On Saturday another Outback owner stops by to talk to me. He has a 300BH. He tells me he wants to warn me about the bike rack mounted on the bumper. He proceeds to tell me about how he mounted a bike rack to his bumper and his bumper almost ripped off the frame. He said his spare tire was 2 inches from dragging the ground. We commiserated about how disappointed we were with the construction of the bumper and how thin the metal was. Again, the welds held, and the metal bumper sheared which in his case was almost a catastrophic failure. You see so many other campers with this setup, you don't think twice about doing it for yourself. He explained he called Keystone and they told him they would not cover it under warranty, and that he shouldn't have attached a bike rack to the bumper. He replied then you should have affixed a warning sticker to the bumper explaining that you can't attached a bike rack to it. He said his dealer is going to remedy the situation for him. They ordered him a thicker bumper and are going to weld it on along with some reinforced brackets to keep it from happening again. As for me, my bumper is salvageable so I am going to have it spot welded and then have some reinforcement brackets added so this doesn't happen again. 
I still can't believe this happened. I am very fortunate that we didn't have a total failure while on the road; this could have killed someone if this would have broken off at highway speeds. Very disappointing that a) that Outback would put an inferior bumper on their product and







Keystone wouldn't cover the fix. I am going to call my dealer on Monday to see if they will do the same thing they did for the other Outback owner. Just trying to get this information out so it doesn't happen to anyone else.
I attached a picture to show the damage.


----------



## outback loft

I went through making sure my bumper was up to installing a rack on there. The bumper itself is not strong enough at all, I reinforced the bumper and I put the rack on top of the bumper and the rack is bolted through the frame of the trailer. But the bumper would have done the same thing yours has done as well.

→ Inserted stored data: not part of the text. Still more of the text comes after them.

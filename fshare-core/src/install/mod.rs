// fshare-core/src/install/mod.rs

use fshare_common::error::{FshareError, Result};
use fshare_common::model::{Artifact, InstallLayout, InstalledPackage, PackageName};
use tracing::{debug, error, info};

use crate::system::SystemFs;

/// Places a built artifact into the install layout:
///
/// 1. mark the artifact executable,
/// 2. copy it to `bin_dir/<artifact file name>`,
/// 3. create `share_dir/<package>/`,
/// 4. copy it into that directory.
///
/// Each step fails on its own and nothing is rolled back; a half-installed
/// package is cleaned up by [`crate::uninstall::remove_package`].
pub fn install_artifact<F>(
    fs: &F,
    layout: &InstallLayout,
    artifact: &Artifact,
    package: &PackageName,
) -> Result<InstalledPackage>
where
    F: SystemFs + ?Sized,
{
    let file_name = artifact.file_name().ok_or_else(|| {
        FshareError::InstallError(format!(
            "Artifact path has no file name: {}",
            artifact.path.display()
        ))
    })?;
    let binary = layout.binary_path(file_name);
    let package_dir = layout.package_dir(package.as_str());
    let mirrored = package_dir.join(file_name);

    debug!(
        "Installing {} as {} (mirror {})",
        artifact.path.display(),
        binary.display(),
        mirrored.display()
    );

    step(format!("chmod +x {}", artifact.path.display()), || {
        fs.set_executable(&artifact.path)
    })?;
    step(format!("mkdir -p {}", layout.bin_dir.display()), || {
        fs.create_dir_all(&layout.bin_dir)
    })?;
    step(
        format!("cp {} {}", artifact.path.display(), binary.display()),
        || fs.copy_file(&artifact.path, &binary),
    )?;
    step(format!("mkdir -p {}", package_dir.display()), || {
        fs.create_dir_all(&package_dir)
    })?;
    step(
        format!("cp {} {}", artifact.path.display(), mirrored.display()),
        || fs.copy_file(&artifact.path, &mirrored),
    )?;

    info!("Installed as '{}'", file_name);
    Ok(InstalledPackage {
        name: package.to_string(),
        binary,
        package_dir,
        mirrored,
    })
}

fn step(operation: String, run: impl FnOnce() -> Result<()>) -> Result<()> {
    run().map_err(|e| {
        error!("Command failed: {}: {}", operation, e);
        FshareError::InstallError(format!("{operation}: {e}"))
    })
}

#[cfg(test)]
mod tests {
    use std::path::Path;
    use std::sync::Mutex;

    use tempfile::TempDir;

    use super::*;
    use crate::system::HostFs;

    /// Delegates to the host but refuses to write below `deny`.
    struct DenyingFs {
        inner: HostFs,
        deny: std::path::PathBuf,
        copies: Mutex<usize>,
    }

    impl SystemFs for DenyingFs {
        fn exists(&self, path: &Path) -> bool {
            self.inner.exists(path)
        }
        fn set_executable(&self, path: &Path) -> Result<()> {
            self.inner.set_executable(path)
        }
        fn copy_file(&self, from: &Path, to: &Path) -> Result<()> {
            if to.starts_with(&self.deny) {
                return Err(std::io::Error::from(std::io::ErrorKind::PermissionDenied).into());
            }
            *self.copies.lock().unwrap() += 1;
            self.inner.copy_file(from, to)
        }
        fn create_dir_all(&self, path: &Path) -> Result<()> {
            self.inner.create_dir_all(path)
        }
        fn remove_path(&self, path: &Path) -> Result<bool> {
            self.inner.remove_path(path)
        }
    }

    fn fixture() -> (TempDir, InstallLayout, Artifact) {
        let dir = TempDir::new().unwrap();
        let layout = InstallLayout::new(dir.path().join("bin"), dir.path().join("share"));
        let artifact_path = dir.path().join("ws/tool");
        std::fs::create_dir_all(artifact_path.parent().unwrap()).unwrap();
        std::fs::write(&artifact_path, b"\x7fELF").unwrap();
        (dir, layout, Artifact::new(artifact_path))
    }

    #[test]
    fn copies_to_bin_and_share() {
        let (_dir, layout, artifact) = fixture();
        let pkg = PackageName::parse("tool").unwrap();

        let installed = install_artifact(&HostFs::default(), &layout, &artifact, &pkg).unwrap();

        assert_eq!(installed.binary, layout.bin_dir.join("tool"));
        assert_eq!(installed.mirrored, layout.share_dir.join("tool/tool"));
        assert_eq!(std::fs::read(&installed.binary).unwrap(), b"\x7fELF");
        assert!(installed.mirrored.is_file());
    }

    #[test]
    fn reinstall_overwrites() {
        let (_dir, layout, artifact) = fixture();
        let pkg = PackageName::parse("tool").unwrap();
        install_artifact(&HostFs::default(), &layout, &artifact, &pkg).unwrap();
        std::fs::write(&artifact.path, b"v2").unwrap();

        let installed = install_artifact(&HostFs::default(), &layout, &artifact, &pkg).unwrap();

        assert_eq!(std::fs::read(&installed.binary).unwrap(), b"v2");
        assert_eq!(std::fs::read(&installed.mirrored).unwrap(), b"v2");
    }

    #[test]
    fn failed_mirror_leaves_partial_install() {
        let (_dir, layout, artifact) = fixture();
        let pkg = PackageName::parse("tool").unwrap();
        let fs = DenyingFs {
            inner: HostFs::new(false),
            deny: layout.share_dir.clone(),
            copies: Mutex::new(0),
        };

        let err = install_artifact(&fs, &layout, &artifact, &pkg).unwrap_err();

        assert!(matches!(err, FshareError::InstallError(ref msg) if msg.starts_with("cp ")));
        assert_eq!(*fs.copies.lock().unwrap(), 1);
        assert!(layout.bin_dir.join("tool").is_file());
        assert!(!layout.share_dir.join("tool/tool").exists());
    }
}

On my last trailer I had to replace the bumper due to it being rusted, but when I replaced it and welded a 1/4" wall box tube in its place. I then installed a 2" receiver through the tubing that I had a rack installed on.


----------



## clarkely

Hopefully you enjoyed the rest of your 312 - Great Floor plan









Sorry to hear of your disappointment, however the problem you encountered is not unique to Keystone or Outback, putting a bumper mount bike rack on is a no-no on just about every brand. If you search the bike rack topic on any camping forum you will see it discussed....... If you use a hitch leverage style rack you will have problems, there are racks that sit on top of the bumper that two bikes sit in trays, almost directly on top of the bumper..... they do not have the torquing leverage action of a regular hitch mount rack.......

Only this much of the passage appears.